So I've been sitting on $45k of cash in my Roth for some time now, and I can no longer make contributions due to IRS limitations. I'm wary of sticking it into the stock market like I did since I graduated college in 2009 (cashed out on everything earlier this year). But I also hate sitting on cash. $45k isn't anywhere near enough money to pay cash on anything local (I'm in LA), but it's a large enough sum for me that I'd like to put it to good use and not let it get eaten up by inflation.

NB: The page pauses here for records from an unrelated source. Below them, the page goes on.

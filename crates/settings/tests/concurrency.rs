//! Settings shared between threads.

use std::sync::Arc;
use std::sync::atomic::{AtomicUsize, Ordering};
use std::thread;

use sunset_settings::{Key, Node, Schema, Settings};

use parking_lot as _;
use pretty_assertions as _;
use proptest as _;
use rstest as _;
use sunset_macros as _;
use thiserror as _;
use tracing as _;

#[derive(Schema)]
struct Counters {
	hits: Key<i64>,
	mirror: Key<i64>,
}

fn counters() -> Settings<Counters> {
	Settings::new(Counters {
		hits: Key::new(5),
		mirror: Key::new(0),
	})
}

#[test]
fn test_update_value_never_loses_increments() {
	const THREADS: usize = 8;
	const ROUNDS: usize = 250;

	let root = counters();
	thread::scope(|scope| {
		for _ in 0..THREADS {
			scope.spawn(|| {
				for _ in 0..ROUNDS {
					root.hits.update_value(|hits| hits + 1);
				}
			});
		}
	});

	assert_eq!(root.hits.get(), 5 + (THREADS * ROUNDS) as i64);
}

#[test]
fn test_listener_may_mutate_the_tree() {
	let root = counters();
	let mirror = root.mirror.clone();
	root.hits.on_value_change(move |hits: &i64| mirror.set(hits * 2));

	let child = root.add_layer("child");
	thread::scope(|scope| {
		scope.spawn(|| root.hits.set(21));
	});

	assert_eq!(root.mirror.get(), 42);
	assert_eq!(child.mirror.get(), 42);
}

#[test]
fn test_layers_cross_threads() {
	let root = counters();
	let updates = Arc::new(AtomicUsize::new(0));
	let sink = Arc::clone(&updates);
	root.on_update(move |_: &dyn Node| {
		sink.fetch_add(1, Ordering::SeqCst);
	});

	let handles: Vec<_> = (0..4)
		.map(|index| {
			let root = root.clone();
			thread::spawn(move || {
				let layer = root.add_layer(&format!("worker{index}"));
				layer.hits.set(index);
				layer
			})
		})
		.collect();
	let layers: Vec<_> = handles
		.into_iter()
		.map(|handle| handle.join().unwrap())
		.collect();

	assert_eq!(root.layers().len(), 4);
	// One update for each layer added, one for each value set.
	assert_eq!(updates.load(Ordering::SeqCst), 8);
	for (index, layer) in layers.iter().enumerate() {
		assert_eq!(layer.hits.get(), index as i64);
	}
}
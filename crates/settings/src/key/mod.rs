//! Typed leaf settings.
//!
//! A [`Key`] resolves its value lazily: its local value if one is set, else its
//! parent's value, else its fallback, else its default. Parent links are weak,
//! so a key never keeps the layer it inherits from alive.

use std::any::Any;
use std::fmt;
use std::sync::{Arc, Weak};

use parking_lot::Mutex;

use crate::lock;
use crate::node::{Listeners, Node, NodeCore, NodeKind};
use crate::schema::{AnyKey, Field, SchemaField};
use crate::serializer::{NativeSerializer, Serializable, Serializer, Value};

type Validator<T> = Arc<dyn Fn(&T) -> bool + Send + Sync>;
type ValueChangeFn<T> = dyn Fn(&T) + Send + Sync;

/// A single typed setting.
///
/// `Key` is a cheap handle: clones refer to the same setting.
pub struct Key<T: Value> {
	inner: Arc<KeyInner<T>>,
}

struct KeyInner<T: Value> {
	core: NodeCore,
	default: T,
	serializer: Arc<dyn Serializer<T>>,
	validator: Mutex<Option<Validator<T>>>,
	state: Mutex<KeyState<T>>,
	value_changed: Listeners<ValueChangeFn<T>>,
}

struct KeyState<T: Value> {
	value: Option<T>,
	fallback: Option<T>,
	parent: Option<Weak<KeyInner<T>>>,
	children: Vec<Weak<KeyInner<T>>>,
}

impl<T: Value + Serializable> Key<T> {
	/// Creates a key whose value type provides its own text form.
	pub fn new(default: T) -> Self {
		Self::with_serializer(default, NativeSerializer::new())
	}
}

impl<T: Value> Key<T> {
	/// Creates a key that converts its values to text with `serializer`.
	pub fn with_serializer(default: T, serializer: impl Serializer<T> + 'static) -> Self {
		Self::build(default, Arc::new(serializer), None)
	}

	fn build(default: T, serializer: Arc<dyn Serializer<T>>, validator: Option<Validator<T>>) -> Self {
		Self {
			inner: Arc::new(KeyInner {
				core: NodeCore::new(),
				default,
				serializer,
				validator: Mutex::new(validator),
				state: Mutex::new(KeyState {
					value: None,
					fallback: None,
					parent: None,
					children: Vec::new(),
				}),
				value_changed: Listeners::new(),
			}),
		}
	}

	fn from_inner(inner: Arc<KeyInner<T>>) -> Self {
		Self { inner }
	}

	/// Returns the effective value of this key.
	pub fn get(&self) -> T {
		let _tree = lock::tree();
		let local = self.inner.state.lock().value.clone();
		local.unwrap_or_else(|| self.fallback())
	}

	/// The value this key resolves to while it has no local value: its parent's
	/// value if it has a parent, else the fallback, else the default.
	pub fn fallback(&self) -> T {
		let _tree = lock::tree();
		let (parent, fallback) = {
			let state = self.inner.state.lock();
			(state.parent.as_ref().and_then(Weak::upgrade), state.fallback.clone())
		};
		match parent {
			Some(parent) => Self::from_inner(parent).get(),
			None => fallback.unwrap_or_else(|| self.inner.default.clone()),
		}
	}

	pub fn default(&self) -> &T {
		&self.inner.default
	}

	/// Stores `value` locally.
	///
	/// Returns false and leaves the key untouched if the validator rejects the
	/// value. Listeners fire only if the effective value changes.
	pub fn set(&self, value: T) -> bool {
		let _tree = lock::tree();
		let validator = self.inner.validator.lock().clone();
		if let Some(validator) = validator
			&& !validator(&value)
		{
			tracing::debug!(domain = "settings", path = %self.inner.core.path(), "validator rejected value");
			return false;
		}

		let before = self.get();
		self.inner.state.lock().value = Some(value);
		self.finish_change(before);
		true
	}

	/// Whether this key holds a local value.
	pub fn is_set(&self) -> bool {
		let _tree = lock::tree();
		self.inner.state.lock().value.is_some()
	}

	/// Removes the local value, so the key inherits again.
	pub fn clear(&self) {
		let _tree = lock::tree();
		let before = self.get();
		let previous = self.inner.state.lock().value.take();
		if previous.is_some() {
			self.finish_change(before);
		}
	}

	/// Sets the key to `update(current value)` without letting any other
	/// thread observe or modify the key in between.
	pub fn update_value(&self, update: impl FnOnce(T) -> T) -> bool {
		let _tree = lock::tree();
		let next = update(self.get());
		self.set(next)
	}

	/// Sets the value used when this key has neither a local value nor a parent.
	pub fn set_fallback(&self, value: T) {
		let _tree = lock::tree();
		let before = self.get();
		self.inner.state.lock().fallback = Some(value);
		self.finish_change(before);
	}

	/// Installs `validator`. A value that is already set is not re-checked.
	pub fn set_validator(&self, validator: impl Fn(&T) -> bool + Send + Sync + 'static) {
		*self.inner.validator.lock() = Some(Arc::new(validator));
	}

	/// Makes this key inherit from `parent`, or from nothing.
	///
	/// Returns false, leaving the link unchanged, if `parent` is this key or
	/// inherits from it.
	pub fn set_parent(&self, parent: Option<&Key<T>>) -> bool {
		let _tree = lock::tree();
		if let Some(parent) = parent
			&& parent.inherits_from(self)
		{
			return false;
		}

		let current = self.parent();
		match (&current, parent) {
			(None, None) => return true,
			(Some(current), Some(parent)) if current.ptr_eq(parent) => return true,
			_ => {}
		}

		let before = self.get();
		if let Some(old) = current {
			let this = Arc::as_ptr(&self.inner);
			old.inner
				.state
				.lock()
				.children
				.retain(|child| child.strong_count() > 0 && !std::ptr::eq(child.as_ptr(), this));
		}
		let link = parent.map(|parent| {
			parent.inner.state.lock().children.push(Arc::downgrade(&self.inner));
			Arc::downgrade(&parent.inner)
		});
		self.inner.state.lock().parent = link;
		self.finish_change(before);
		true
	}

	pub fn parent(&self) -> Option<Key<T>> {
		let _tree = lock::tree();
		let parent = self.inner.state.lock().parent.as_ref().and_then(Weak::upgrade);
		parent.map(Self::from_inner)
	}

	/// Keys that currently inherit from this one.
	pub fn children(&self) -> Vec<Key<T>> {
		let _tree = lock::tree();
		let state = self.inner.state.lock();
		state
			.children
			.iter()
			.filter_map(Weak::upgrade)
			.map(Self::from_inner)
			.collect()
	}

	/// Calls `listener` with the new value whenever the effective value changes.
	pub fn on_value_change<R>(&self, listener: impl Fn(&T) -> R + Send + Sync + 'static) {
		let listener: Arc<ValueChangeFn<T>> = Arc::new(move |value: &T| {
			let _ = listener(value);
		});
		self.inner.value_changed.add(listener);
	}

	/// Calls `listener` with this key whenever it is updated.
	pub fn on_update<R>(&self, listener: impl Fn(&dyn Node) -> R + Send + Sync + 'static) {
		self.inner.core.on_update(listener);
	}

	/// Calls `listener` after a settings file has been loaded into this key's tree.
	pub fn on_loaded<R>(&self, listener: impl Fn() -> R + Send + Sync + 'static) {
		self.inner.core.on_loaded(listener);
	}

	/// Whether both handles refer to the same key.
	pub fn ptr_eq(&self, other: &Self) -> bool {
		Arc::ptr_eq(&self.inner, &other.inner)
	}

	fn inherits_from(&self, ancestor: &Key<T>) -> bool {
		let mut current = Some(self.clone());
		while let Some(key) = current {
			if key.ptr_eq(ancestor) {
				return true;
			}
			current = key.parent();
		}
		false
	}

	fn finish_change(&self, before: T) {
		if self.get() == before {
			return;
		}
		self.announce_value_change(&before);
		self.inner.core.notify_update(self);
	}

	/// Fires value-change listeners on this key and on every descendant that
	/// still inherits, or defers them while a batch is open.
	fn announce_value_change(&self, before: &T) {
		let tree = lock::tree();
		if tree.borrow().is_open() {
			let id = Arc::as_ptr(&self.inner) as *const () as usize;
			let weak = Arc::downgrade(&self.inner);
			let before = before.clone();
			tree.borrow_mut().defer_change(
				id,
				Box::new(move || {
					if let Some(inner) = weak.upgrade() {
						let key = Key::from_inner(inner);
						let now = key.get();
						if now != before {
							key.fire_value_changed(&now);
						}
					}
				}),
			);
		} else {
			self.fire_value_changed(&self.get());
		}

		for child in self.children() {
			if !child.is_set() {
				child.announce_value_change(before);
			}
		}
	}

	fn fire_value_changed(&self, value: &T) {
		for listener in self.inner.value_changed.snapshot() {
			listener(value);
		}
	}
}

impl<T: Value> Clone for Key<T> {
	fn clone(&self) -> Self {
		Self {
			inner: Arc::clone(&self.inner),
		}
	}
}

impl<T: Value + fmt::Debug> fmt::Debug for Key<T> {
	fn fmt(&self, f: &mut fmt::Formatter<'_>) -> fmt::Result {
		f.debug_struct("Key")
			.field("path", &self.inner.core.path())
			.field("value", &self.get())
			.field("is_set", &self.is_set())
			.finish()
	}
}

impl<T: Value> Node for Key<T> {
	fn kind(&self) -> NodeKind {
		NodeKind::Key
	}

	fn is_set(&self) -> bool {
		Key::is_set(self)
	}

	fn as_any(&self) -> &dyn Any {
		self
	}

	fn core(&self) -> &NodeCore {
		&self.inner.core
	}

	fn set_parent_dyn(&self, parent: Option<&dyn Any>) -> bool {
		match parent {
			None => self.set_parent(None),
			Some(parent) => parent
				.downcast_ref::<Key<T>>()
				.is_some_and(|parent| self.set_parent(Some(parent))),
		}
	}
}

impl<T: Value> SchemaField for Key<T> {
	fn as_field(&self) -> Field<'_> {
		Field::Key(self)
	}

	fn fresh(&self) -> Self {
		let validator = self.inner.validator.lock().clone();
		Self::build(
			self.inner.default.clone(),
			Arc::clone(&self.inner.serializer),
			validator,
		)
	}
}

impl<T: Value> AnyKey for Key<T> {
	fn dump_value(&self) -> Option<String> {
		let _tree = lock::tree();
		let local = self.inner.state.lock().value.clone();
		local.map(|value| self.inner.serializer.to_str(&value))
	}

	fn restore_value(&self, text: Option<&str>) -> bool {
		let Some(text) = text else {
			self.clear();
			return true;
		};
		match self.inner.serializer.from_str(text) {
			Some(value) => self.set(value),
			None => false,
		}
	}

	fn reset(&self) {
		self.clear();
	}
}
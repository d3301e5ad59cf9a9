//! Saving a tree and loading the text into a fresh tree reproduces it.

use proptest::collection;
use proptest::option;
use proptest::prelude::*;
use sunset_settings::{Key, List, Schema, Settings, Value};

use parking_lot as _;
use pretty_assertions as _;
use rstest as _;
use sunset_macros as _;
use thiserror as _;
use tracing as _;

#[derive(Schema)]
struct Prefs {
	title: Key<String>,
	count: Key<i64>,
	enabled: Key<bool>,
	values: List<Key<i32>>,
}

fn prefs() -> Settings<Prefs> {
	Settings::new(Prefs {
		title: Key::new("untitled".to_string()),
		count: Key::new(0),
		enabled: Key::new(true),
		values: List::new(Key::new(0)),
	})
}

#[derive(Debug, Clone, PartialEq)]
struct LayerValues {
	title: Option<String>,
	count: Option<i64>,
	enabled: Option<bool>,
	values: Vec<Option<i32>>,
}

fn layer_values() -> impl Strategy<Value = LayerValues> {
	(
		option::of(any::<String>()),
		option::of(any::<i64>()),
		option::of(any::<bool>()),
		collection::vec(option::of(any::<i32>()), 0..4),
	)
		.prop_map(|(title, count, enabled, values)| LayerValues {
			title,
			count,
			enabled,
			values,
		})
}

fn local<T: Value>(key: &Key<T>) -> Option<T> {
	key.is_set().then(|| key.get())
}

fn apply(layer: &Settings<Prefs>, values: &LayerValues) {
	if let Some(title) = &values.title {
		layer.title.set(title.clone());
	}
	if let Some(count) = values.count {
		layer.count.set(count);
	}
	if let Some(enabled) = values.enabled {
		layer.enabled.set(enabled);
	}
	for value in &values.values {
		let item = layer.values.append_one();
		if let Some(value) = value {
			item.set(*value);
		}
	}
}

fn snapshot(layer: &Settings<Prefs>) -> LayerValues {
	LayerValues {
		title: local(&layer.title),
		count: local(&layer.count),
		enabled: local(&layer.enabled),
		values: layer.values.items().iter().map(local).collect(),
	}
}

fn snapshot_tree(root: &Settings<Prefs>) -> Vec<(Vec<String>, LayerValues)> {
	fn walk(layer: &Settings<Prefs>, out: &mut Vec<(Vec<String>, LayerValues)>) {
		out.push((layer.section_path(), snapshot(layer)));
		for child in layer.layers() {
			walk(&child, out);
		}
	}
	let mut out = Vec::new();
	walk(root, &mut out);
	out.sort_by(|a, b| a.0.cmp(&b.0));
	out
}

proptest! {
	#[test]
	fn prop_save_load_reproduces_values(
		root_values in layer_values(),
		children in collection::vec(("[a-l][a-z0-9]{0,5}", layer_values(), any::<bool>()), 0..4),
	) {
		let original = prefs();
		apply(&original, &root_values);
		let mut created = vec![original.clone()];
		for (name, values, nested) in &children {
			let parent = match created.last() {
				Some(last) if *nested => last.clone(),
				_ => original.clone(),
			};
			let layer = parent.add_layer(name);
			apply(&layer, values);
			created.push(layer);
		}

		let text = original.to_text();
		let copy = prefs();
		let report = copy.load_str(&text);
		prop_assert!(report.is_clean(), "{:?}", report);
		prop_assert_eq!(snapshot_tree(&copy), snapshot_tree(&original));
		prop_assert_eq!(copy.to_text(), text.clone());

		let again = prefs();
		prop_assert!(again.load_str(&copy.to_text()).is_clean());
		prop_assert_eq!(again.to_text(), text);
	}

	#[test]
	fn prop_reload_is_stable(values in layer_values()) {
		let tree = prefs();
		apply(&tree, &values);
		let text = tree.to_text();

		let mut bytes = Vec::new();
		tree.save(&mut bytes).unwrap();
		prop_assert_eq!(String::from_utf8(bytes).unwrap(), text.clone());

		prop_assert!(tree.load(text.as_bytes()).unwrap().is_clean());
		prop_assert_eq!(snapshot(&tree), values);
		prop_assert_eq!(tree.to_text(), text);
	}
}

If I were a bit older and closer to retirement, I'm fairly confident that I would invest in notes, but since I'm still relatively young (27), I'd like to use time to my advantage and get in on future equity appreciation since time is definitely on my side here. But if that doesn't seem prudent in the current market, I'll gladly invest in notes for the next 5 years, hope it all works out, and perhaps by the end of that cycle my account will have grown to $55,000 or even $60,000, and real estate is cheap again. But of course that's all speculation.
I'm also toying with the idea of investing in an LLC that is currently offering a 2% interest in 10 cash-flowing Indianapolis properties in exchange for $10,000 with a 3-5 year exit plan. I'm still unconvinced, however, since I'd be roughly paying $1,000 for a 2% interest in each property, and I'm not sure that these 1,000-ft rehabbed houses in supposedly "gentrifying" parts of Indy will sustain a $50,000 current valuation and then some, at a clip of 3% per annum, as I'm told by the principles ;)
Thoughts or advice, anyone?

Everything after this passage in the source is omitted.